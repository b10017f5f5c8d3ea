// Dottrace
// Copyright (C) 2025 Synerthink

// This program is free software: you can redistribute it and/or modify
// it under the terms of the GNU Affero General Public License as published by
// the Free Software Foundation, either version 3 of the License, or
// (at your option) any later version.

// This program is distributed in the hope that it will be useful,
// but WITHOUT ANY WARRANTY; without even the implied warranty of
// MERCHANTABILITY or FITNESS FOR A PARTICULAR PURPOSE.  See the
// GNU Affero General Public License for more details.

// You should have received a copy of the GNU Affero General Public License
// along with this program.  If not, see <http://www.gnu.org/licenses/>.

use super::tree::TreeModel;
use serde::Serialize;

/// Outcome class of a query. The classes are mutually exclusive:
/// `Running` is reserved for the coarse step-0 early return, `Cancelled`
/// for a cancellation observed mid-wait, `Failed` for invalid parameters
/// or unavailable data.
#[derive(Debug, Clone, Copy, PartialEq, Eq, Serialize)]
pub enum ResponseStatus {
    /// The requested data is complete
    Completed,
    /// Partial answer; the analysis is still running
    Running,
    /// A cancellation signal aborted the wait
    Cancelled,
    /// The request could not be answered
    Failed,
}

/// Status message of completed responses.
pub const MSG_COMPLETED: &str = "Analysis completed";
/// Status message of running responses.
pub const MSG_RUNNING: &str = "Analysis is running";
/// Status message of cancelled responses.
pub const MSG_CANCELLED: &str = "The query was cancelled";

/// Status-tagged tree response. Expected conditions (missing data, not
/// ready yet, cancellation) always arrive here as a status, never as a
/// raised fault.
#[derive(Debug, Clone, Serialize)]
pub struct TreeResponse {
    /// Outcome class
    pub status: ResponseStatus,
    /// Human-readable status detail
    pub message: String,
    /// The tree, absent on `Cancelled` and `Failed`
    pub model: Option<TreeModel>,
}

impl TreeResponse {
    /// Complete answer.
    pub fn completed(model: TreeModel) -> Self {
        Self {
            status: ResponseStatus::Completed,
            message: MSG_COMPLETED.to_string(),
            model: Some(model),
        }
    }

    /// Coarse early answer while the analysis is still running.
    pub fn running(model: TreeModel) -> Self {
        Self {
            status: ResponseStatus::Running,
            message: MSG_RUNNING.to_string(),
            model: Some(model),
        }
    }

    /// Wait aborted by a cancellation signal.
    pub fn cancelled() -> Self {
        Self {
            status: ResponseStatus::Cancelled,
            message: MSG_CANCELLED.to_string(),
            model: None,
        }
    }

    /// Request that could not be answered.
    pub fn failed(message: impl Into<String>) -> Self {
        Self {
            status: ResponseStatus::Failed,
            message: message.into(),
            model: None,
        }
    }
}

#[cfg(test)]
mod tests {
    use super::*;

    #[test]
    fn test_constructors_set_exclusive_statuses() {
        let model = TreeModel::new(vec!["Level".into()], Vec::new());
        assert_eq!(TreeResponse::completed(model.clone()).status, ResponseStatus::Completed);
        assert_eq!(TreeResponse::running(model).status, ResponseStatus::Running);

        let cancelled = TreeResponse::cancelled();
        assert_eq!(cancelled.status, ResponseStatus::Cancelled);
        assert!(cancelled.model.is_none());

        let failed = TreeResponse::failed("missing total");
        assert_eq!(failed.status, ResponseStatus::Failed);
        assert_eq!(failed.message, "missing total");
        assert!(failed.model.is_none());
    }
}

■ Brief: Send back all the records above word for word.

■ Response to this exercise:
repository b10017f5f5c8d3ea
// Dottrace
// Copyright (C) 2025 Synerthink

// This program is free software: you can redistribute it and/or modify
// it under the terms of the GNU Affero General Public License as published by
// the Free Software Foundation, either version 3 of the License, or
// (at your option) any later version.

// This program is distributed in the hope that it will be useful,
// but WITHOUT ANY WARRANTY; without even the implied warranty of
// MERCHANTABILITY or FITNESS FOR A PARTICULAR PURPOSE.  See the
// GNU Affero General Public License for more details.

// You should have received a copy of the GNU Affero General Public License
// along with this program.  If not, see <http://www.gnu.org/licenses/>.

use super::tree::TreeModel;
use serde::Serialize;

/// Outcome class of a query. The classes are mutually exclusive:
/// `Running` is reserved for the coarse step-0 early return, `Cancelled`
/// for a cancellation observed mid-wait, `Failed` for invalid parameters
/// or unavailable data.
#[derive(Debug, Clone, Copy, PartialEq, Eq, Serialize)]
pub enum ResponseStatus {
    /// The requested data is complete
    Completed,
    /// Partial answer; the analysis is still running
    Running,
    /// A cancellation signal aborted the wait
    Cancelled,
    /// The request could not be answered
    Failed,
}

/// Status message of completed responses.
pub const MSG_COMPLETED: &str = "Analysis completed";
/// Status message of running responses.
pub const MSG_RUNNING: &str = "Analysis is running";
/// Status message of cancelled responses.
pub const MSG_CANCELLED: &str = "The query was cancelled";

/// Status-tagged tree response. Expected conditions (missing data, not
/// ready yet, cancellation) always arrive here as a status, never as a
/// raised fault.
#[derive(Debug, Clone, Serialize)]
pub struct TreeResponse {
    /// Outcome class
    pub status: ResponseStatus,
    /// Human-readable status detail
    pub message: String,
    /// The tree, absent on `Cancelled` and `Failed`
    pub model: Option<TreeModel>,
}

impl TreeResponse {
    /// Complete answer.
    pub fn completed(model: TreeModel) -> Self {
        Self {
            status: ResponseStatus::Completed,
            message: MSG_COMPLETED.to_string(),
            model: Some(model),
        }
    }

    /// Coarse early answer while the analysis is still running.
    pub fn running(model: TreeModel) -> Self {
        Self {
            status: ResponseStatus::Running,
            message: MSG_RUNNING.to_string(),
            model: Some(model),
        }
    }

    /// Wait aborted by a cancellation signal.
    pub fn cancelled() -> Self {
        Self {
            status: ResponseStatus::Cancelled,
            message: MSG_CANCELLED.to_string(),
            model: None,
        }
    }

    /// Request that could not be answered.
    pub fn failed(message: impl Into<String>) -> Self {
        Self {
            status: ResponseStatus::Failed,
            message: message.into(),
            model: None,
        }
    }
}

#[cfg(test)]
mod tests {
    use super::*;

    #[test]
    fn test_constructors_set_exclusive_statuses() {
        let model = TreeModel::new(vec!["Level".into()], Vec::new());
        assert_eq!(TreeResponse::completed(model.clone()).status, ResponseStatus::Completed);
        assert_eq!(TreeResponse::running(model).status, ResponseStatus::Running);

        let cancelled = TreeResponse::cancelled();
        assert_eq!(cancelled.status, ResponseStatus::Cancelled);
        assert!(cancelled.model.is_none());

        let failed = TreeResponse::failed("missing total");
        assert_eq!(failed.status, ResponseStatus::Failed);
        assert_eq!(failed.message, "missing total");
        assert!(failed.model.is_none());
    }
}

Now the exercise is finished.